Tuesday, May 19, 2009

What did my asparagus ever do to you?

I need to rant! As far as issues are ranked, this is my biggie, numeral uno! Don't people know how to bag groceries!!!!!!!!!!!!!!!!!!!!!!!!!!!!!!!!!!!!!!!!!!!!!!!!!!!!!!!!!!!!!!!!!!!!!!!!!!!!!!!!!!!!!!!!!!!!!!!!!!!!!!

I picked Lo up a bit early from pre school today. She's had a wracking cough and runny nose for a few days. She's started a slight ear and sinus infection. Not a bad track record, this being her first ear infection. We waited in the room for over 20 minutes for the doctor. "You're late!" Lola scolded Dr. Roberts. We had been playing with the blood pressure cuff and knee hammer thing when he wrapped on the door.

We left an hour later with a sticker and a prescription. Off to the grocery store. I had planned on making chicken alfredo with local asparagus and broccoli tossed together. "Mama can I have a donut?" "How about two Munchkins instead of a big donut? Wouldn't you rather have TWO Munchkins instead of one donut? This kid of mine is too smart. "Mama, I'd rather have a big donut because it's actually bigger!" She munched her two Munchkins as we made our way down the isles, Gibson dropping his pacifier along the way.

"Register 7 is open!" My lucky day. There is always a glut of loaded carts and impatient shoppers but nary more than three lanes open. I unload my groceries from the cart the way I think they should be bagged. I'm of the opinion this helps the bagger. I place all paper goods together, all freezer and dairy together, cleaning products usually last. I hand over my recycled, earth friendly totes and the bagging begins.

Lola had run off to sit in a motorized grocery cart, so my attention was diverted to her. "1! 2!"
She's always back to me before I hit 3. "Let's rock kid." I open Lo's door and have her climb in. I finish buckling Gibby and open the back of the Volvo to load the groceries in. In one tote bag are two small containers of Haagen Daz. In the next tote, a package of runny, drippy chicken breast, cottage cheese, sour cream, a can of chicken broth, tomato paste, a bag of apples, and fresh cut pineapple. "Where is my asparagus?" I say out loud. I look in the third tote bag. A Tinkerbell Pez dispenser for Lola, babyfood, and the grocery receipt. "Where the hell......." I look again inside bag #2. There lay the carnage. My asparagus was smooshed under the dairy, canned stuff and runny chicken. I see myself dragging the kids back in and waving a baseball bat at the manager.

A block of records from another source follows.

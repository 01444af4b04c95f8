//! Nighthawk CLI - Database migrations, seeding and customer backfills.
//!
//! # Usage
//!
//! ```bash
//! # Apply pending migrations
//! nh-cli migrate
//!
//! # Insert the sample customers and jokes that are missing
//! nh-cli seed
//!
//! # Give blank-password customers a password and product-less customers a product
//! nh-cli defaults --password 'S0me-Strong!Pass' --product ROLE_USER
//!
//! # Manage products
//! nh-cli product add ROLE_ADMIN
//! nh-cli product list
//! nh-cli product grant --email toby@gmail.com --product ROLE_ADMIN
//! ```
//!
//! # Environment Variables
//!
//! - `NIGHTHAWK_DATABASE_URL` - `PostgreSQL` connection string (falls back to `DATABASE_URL`)

#![cfg_attr(not(test), forbid(unsafe_code))]

use clap::{Parser, Subcommand};

mod commands;

#[derive(Parser)]
#[command(name = "nh-cli")]
#[command(author, version, about = "Nighthawk customer CLI tools")]
struct Cli {
    #[command(subcommand)]
    command: Commands,
}

#[derive(Subcommand)]
enum Commands {
    /// Run database migrations
    Migrate,
    /// Insert missing sample customers and jokes
    Seed,
    /// Backfill default passwords and products
    Defaults {
        /// Password given to customers that have none
        #[arg(short, long)]
        password: String,

        /// Product granted to customers that have none
        #[arg(long, default_value = "ROLE_USER")]
        product: String,
    },
    /// Manage customer products
    Product {
        #[command(subcommand)]
        action: ProductAction,
    },
}

#[derive(Subcommand)]
enum ProductAction {
    /// Create a product unless it already exists
    Add {
        /// Product name (e.g. `ROLE_ADMIN`)
        name: String,
    },
    /// List every product
    List,
    /// Attach a product to a customer
    Grant {
        /// Customer email address
        #[arg(short, long)]
        email: String,

        /// Product name
        #[arg(short, long)]
        product: String,
    },
}

#[tokio::main]
async fn main() {
    // Initialize tracing
    tracing_subscriber::fmt::init();

    let cli = Cli::parse();

    let result: Result<(), Box<dyn std::error::Error>> = run(cli).await;

    if let Err(e) = result {
        tracing::error!("Command failed: {e}");
        std::process::exit(1);
    }
}

async fn run(cli: Cli) -> Result<(), Box<dyn std::error::Error>> {
    match cli.command {
        Commands::Migrate => commands::migrate::run().await?,
        Commands::Seed => commands::seed::run().await?,
        Commands::Defaults { password, product } => {
            commands::defaults::run(&password, &product).await?;
        }
        Commands::Product { action } => match action {
            ProductAction::Add { name } => commands::product::add(&name).await?,
            ProductAction::List => commands::product::list().await?,
            ProductAction::Grant { email, product } => {
                commands::product::grant(&email, &product).await?;
            }
        },
    }
    Ok(())
}
use std::{collections::HashMap, sync::LazyLock};

use percent_encoding::{AsciiSet, NON_ALPHANUMERIC, utf8_percent_encode};
use regex::{Captures, Regex};
use serde_json::Value;
use thiserror::Error;

/// `%%`, or `%{path}` / `%{path/format}`
static TOKEN: LazyLock<Result<Regex, regex::Error>> =
	LazyLock::new(|| Regex::new(r"%%|%\{([A-Za-z0-9_. ]+?)(?:/([A-Za-z0-9_ ]+))?\}"));

/// Left alone by `url`, the same set as `encodeURIComponent`
const URI_COMPONENT: &AsciiSet = &NON_ALPHANUMERIC
	.remove(b'-')
	.remove(b'_')
	.remove(b'.')
	.remove(b'!')
	.remove(b'~')
	.remove(b'*')
	.remove(b'\'')
	.remove(b'(')
	.remove(b')');

const BUILTIN: &[&str] = &["string", "number", "exp", "EXP", "hex", "HEX", "bin", "json", "url"];

/// A user supplied formatting function
pub type FormatFn = Box<dyn Fn(&Value) -> Result<String, FormatError>>;

/// Why a template couldn't be rendered
#[derive(Debug, Error)]
pub enum FormatError {
	/// A token named a format nobody registered
	#[error("format `{0}` has not been registered")]
	UnknownFormat(String),
	/// A token's path doesn't lead to an argument
	#[error("no argument at `{0}`")]
	MissingArgument(String),
	/// `hex`, `HEX` and `bin` only render whole numbers
	#[error("`{0}` is not an integer")]
	NotAnInteger(String),
	/// Serializing for the `json` format failed
	#[error(transparent)]
	Json(#[from] serde_json::Error),
	/// Built-in format names can't be replaced
	#[error("format `{0}` is built in")]
	Reserved(String),
	/// The token pattern failed to compile
	#[error("invalid token pattern: {0}")]
	Pattern(#[from] regex::Error),
}

/// Interpolates arguments into `%{...}` tokens, rendering each with a named format
#[derive(Default)]
pub struct Formatter {
	user: HashMap<String, FormatFn>,
}

impl Formatter {
	/// A formatter knowing only the built-in formats
	pub fn new() -> Self {
		Self::default()
	}

	/// Adds a format usable as `%{path/name}`
	pub fn register<F>(&mut self, name: impl Into<String>, format: F) -> Result<(), FormatError>
	where
		F: Fn(&Value) -> Result<String, FormatError> + 'static,
	{
		let name = name.into();
		if BUILTIN.contains(&name.as_str()) {
			return Err(FormatError::Reserved(name));
		}

		self.user.insert(name, Box::new(format));
		Ok(())
	}

	/// Renders `template`, resolving token paths against `args`.
	///
	/// The first path segment indexes `args`, later ones walk into arrays by index and objects by key.
	pub fn format(&self, template: &str, args: &[Value]) -> Result<String, FormatError> {
		let token = TOKEN.as_ref().map_err(|e| FormatError::Pattern(e.clone()))?;
		let mut out = String::with_capacity(template.len());
		let mut last = 0;

		for captures in token.captures_iter(template) {
			let Some(token) = captures.get(0) else { continue };
			out.push_str(&template[last..token.start()]);
			out.push_str(&self.render(&captures, args)?);
			last = token.end();
		}

		out.push_str(&template[last..]);
		Ok(out)
	}

	fn render(&self, captures: &Captures<'_>, args: &[Value]) -> Result<String, FormatError> {
		let Some(path) = captures.get(1) else {
			return Ok("%".to_owned());
		};
		let format = captures.get(2).map_or("string", |m| m.as_str());

		let value = lookup(args, path.as_str())?;
		self.apply(format, value)
	}

	fn apply(&self, format: &str, value: &Value) -> Result<String, FormatError> {
		match format {
			"string" => Ok(to_string(value)),
			"number" => Ok(number_to_string(to_number(value))),
			"exp" => Ok(to_exponential(to_number(value))),
			"EXP" => Ok(to_exponential(to_number(value)).to_uppercase()),
			"hex" => to_radix(value, 16),
			"HEX" => to_radix(value, 16).map(|s| s.to_uppercase()),
			"bin" => to_radix(value, 2),
			"json" => Ok(serde_json::to_string(value)?),
			"url" => Ok(utf8_percent_encode(&to_string(value), URI_COMPONENT).to_string()),
			other => match self.user.get(other) {
				Some(format) => format(value),
				None => Err(FormatError::UnknownFormat(other.to_owned())),
			},
		}
	}
}

fn lookup<'a>(args: &'a [Value], path: &str) -> Result<&'a Value, FormatError> {
	let missing = || FormatError::MissingArgument(path.to_owned());
	let mut segments = path.split('.');

	let first = segments.next().and_then(|s| s.parse::<usize>().ok()).ok_or_else(missing)?;
	let mut value = args.get(first).ok_or_else(missing)?;

	for segment in segments {
		value = match value {
			Value::Array(items) => segment.parse::<usize>().ok().and_then(|i| items.get(i)),
			Value::Object(fields) => fields.get(segment),
			_ => None,
		}
		.ok_or_else(missing)?;
	}

	Ok(value)
}

fn to_string(value: &Value) -> String {
	match value {
		Value::String(s) => s.clone(),
		Value::Array(items) => items.iter().map(element_to_string).collect::<Vec<_>>().join(","),
		other => other.to_string(),
	}
}

/// Array elements render nulls as empty strings
fn element_to_string(value: &Value) -> String {
	match value {
		Value::Null => String::new(),
		other => to_string(other),
	}
}

fn to_number(value: &Value) -> f64 {
	match value {
		Value::Number(n) => n.as_f64().unwrap_or(f64::NAN),
		Value::Bool(b) => f64::from(u8::from(*b)),
		Value::Null => 0.0,
		Value::String(s) if s.trim().is_empty() => 0.0,
		Value::String(s) => s.trim().parse().unwrap_or(f64::NAN),
		Value::Array(_) | Value::Object(_) => f64::NAN,
	}
}

fn non_finite(n: f64) -> Option<String> {
	if n.is_nan() {
		Some("NaN".to_owned())
	} else if n.is_infinite() {
		Some(if n > 0.0 { "Infinity" } else { "-Infinity" }.to_owned())
	} else {
		None
	}
}

fn number_to_string(n: f64) -> String {
	if let Some(s) = non_finite(n) {
		return s;
	}

	let magnitude = n.abs();
	if n == 0.0 {
		"0".to_owned()
	} else if !(1e-6..1e21).contains(&magnitude) {
		to_exponential(n)
	} else if n.fract() == 0.0 {
		format!("{n:.0}")
	} else {
		n.to_string()
	}
}

/// Shortest exponential notation with an explicit exponent sign, `1.5e+2`
fn to_exponential(n: f64) -> String {
	if let Some(s) = non_finite(n) {
		return s;
	}

	let formatted = format!("{n:e}");
	match formatted.split_once('e') {
		Some((mantissa, exponent)) if !exponent.starts_with('-') => format!("{mantissa}e+{exponent}"),
		_ => formatted,
	}
}

fn to_radix(value: &Value, radix: u32) -> Result<String, FormatError> {
	let n = to_number(value);
	if !n.is_finite() || n.fract() != 0.0 || n.abs() >= i128::MAX as f64 {
		return Err(FormatError::NotAnInteger(to_string(value)));
	}

	let n = n as i128;
	let sign = if n < 0 { "-" } else { "" };
	let digits = match radix {
		16 => format!("{:x}", n.unsigned_abs()),
		_ => format!("{:b}", n.unsigned_abs()),
	};

	Ok(format!("{sign}{digits}"))
}
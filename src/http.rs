use std::{collections::BTreeMap, fmt, rc::Rc};

use serde::{Deserialize, Serialize, de::DeserializeOwned};
use thiserror::Error;

use crate::{
	deferred::{Deferred, Rejecter, Resolver},
	scheduler::Scheduler,
};

/// Request headers, sorted by name
pub type Headers = BTreeMap<String, String>;

/// HTTP verbs the [`Client`] issues
#[derive(Debug, Clone, Copy, PartialEq, Eq, Hash, Serialize, Deserialize)]
pub enum Method {
	/// `GET`
	Get,
	/// `POST`
	Post,
}

impl fmt::Display for Method {
	fn fmt(&self, f: &mut fmt::Formatter<'_>) -> fmt::Result {
		let msg = match self {
			Method::Get => "GET",
			Method::Post => "POST",
		};

		fmt::Display::fmt(msg, f)
	}
}

/// A request handed to a [`Transport`]
#[derive(Debug, Clone, PartialEq, Eq)]
pub struct Request {
	/// Verb to issue
	pub method: Method,
	/// Target URL, passed through untouched
	pub url: String,
	/// Headers to send
	pub headers: Headers,
	/// Encoded body, `None` for `GET`
	pub body: Option<String>,
}

/// What a [`Transport`] received, before status classification
#[derive(Debug, Clone, PartialEq, Eq)]
pub struct RawResponse {
	/// Numeric status code
	pub status: u16,
	/// Reason phrase
	pub status_text: String,
	/// Response text
	pub body: String,
}

/// A successful (2xx) response
#[derive(Debug, Clone, PartialEq, Eq, Serialize, Deserialize)]
pub struct Response {
	/// Numeric status code, always within `200..300`
	pub status_code: u16,
	/// Reason phrase
	pub status_text: String,
	/// Response text
	pub body: String,
}

impl Response {
	/// Decodes the body as JSON
	pub fn json<T: DeserializeOwned>(&self) -> Result<T, HttpError> {
		serde_json::from_str(&self.body).map_err(|e| HttpError::Decode(e.to_string()))
	}
}

/// Why a request's deferred value was rejected
#[derive(Debug, Clone, PartialEq, Eq, Error)]
pub enum HttpError {
	/// The server answered outside of `200..300`
	#[error("request failed with status {status_code} {status_text}")]
	Status {
		/// Numeric status code
		status_code: u16,
		/// Reason phrase
		status_text: String,
	},
	/// The transport couldn't complete the exchange
	#[error("transport error: {0}")]
	Transport(String),
	/// The request body couldn't be serialized
	#[error("failed to encode request body: {0}")]
	Encode(String),
	/// The response body isn't the expected JSON
	#[error("failed to decode response body: {0}")]
	Decode(String),
}

/// Completion handle of one request. Dropping it unused leaves the request's deferred value pending
pub struct Reply {
	resolve: Resolver<Response, HttpError>,
	reject: Rejecter<Response, HttpError>,
}

impl Reply {
	/// Completes the request with what the server answered
	pub fn respond(self, raw: RawResponse) {
		let RawResponse { status, status_text, body } = raw;

		if (200..300).contains(&status) {
			self.resolve.resolve(Response { status_code: status, status_text, body });
		} else {
			tracing::debug!(status, %status_text, "request failed");
			self.reject.reject(HttpError::Status { status_code: status, status_text });
		}
	}

	/// Completes the request with a transport failure
	pub fn fail(self, reason: impl Into<String>) {
		let reason = reason.into();
		tracing::debug!(%reason, "transport failed");
		self.reject.reject(HttpError::Transport(reason));
	}
}

/// Carries [`Request`]s to a server. Implementations may complete the [`Reply`] synchronously or keep
/// it around and complete it on a later turn
pub trait Transport {
	/// Starts the exchange
	fn send(&self, request: Request, reply: Reply);
}

impl<Tr: Transport + ?Sized> Transport for Rc<Tr> {
	fn send(&self, request: Request, reply: Reply) {
		(**self).send(request, reply)
	}
}

/// Issues requests whose results are delivered as [`Deferred`] values
pub struct Client<Tr> {
	scheduler: Scheduler,
	transport: Tr,
	default_headers: Headers,
}

impl<Tr: Transport> Client<Tr> {
	/// Creates a client sending through `transport`
	pub fn new(scheduler: &Scheduler, transport: Tr) -> Self {
		Self { scheduler: scheduler.clone(), transport, default_headers: Headers::new() }
	}

	/// Adds a header sent with every request, unless a call overrides it
	#[must_use]
	pub fn with_default_header(mut self, name: impl Into<String>, value: impl Into<String>) -> Self {
		set_header(&mut self.default_headers, &name.into(), value);
		self
	}

	/// Issues a `GET`
	pub fn get(&self, url: &str, headers: Headers) -> Deferred<Response, HttpError> {
		let request = Request { method: Method::Get, url: url.to_owned(), headers: self.merge(headers), body: None };
		self.dispatch(request)
	}

	/// Issues a `POST` with `body` encoded as JSON
	pub fn post<B: Serialize + ?Sized>(&self, url: &str, body: &B, headers: Headers) -> Deferred<Response, HttpError> {
		let body = match serde_json::to_string(body) {
			Ok(body) => body,
			Err(e) => return Deferred::rejected(&self.scheduler, HttpError::Encode(e.to_string())),
		};

		let mut headers = self.merge(headers);
		set_header(&mut headers, "Content-Type", "application/json");

		let request = Request { method: Method::Post, url: url.to_owned(), headers, body: Some(body) };
		self.dispatch(request)
	}

	fn merge(&self, headers: Headers) -> Headers {
		let mut merged = self.default_headers.clone();
		for (name, value) in headers {
			set_header(&mut merged, &name, value);
		}
		merged
	}

	fn dispatch(&self, request: Request) -> Deferred<Response, HttpError> {
		tracing::trace!(method = %request.method, url = %request.url, "sending request");

		Deferred::with_initializer(&self.scheduler, |resolve, reject| {
			self.transport.send(request, Reply { resolve, reject });
		})
	}
}

/// Header names are case-insensitive, an existing entry under any casing is replaced
fn set_header(headers: &mut Headers, name: &str, value: impl Into<String>) {
	headers.retain(|existing, _| !existing.eq_ignore_ascii_case(name));
	headers.insert(name.to_owned(), value.into());
}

I've never seen myself as a crank............ I must phone this store several times a month and complain about their bagging. It, of course never comes to any satisfaction. I have learned my lesson. From now on I bag my own groceries. When the cashier says " We have baggers, the manager wants us to bag all groceries," I'll reflect on that day and imagine how that asparagus must have suffered.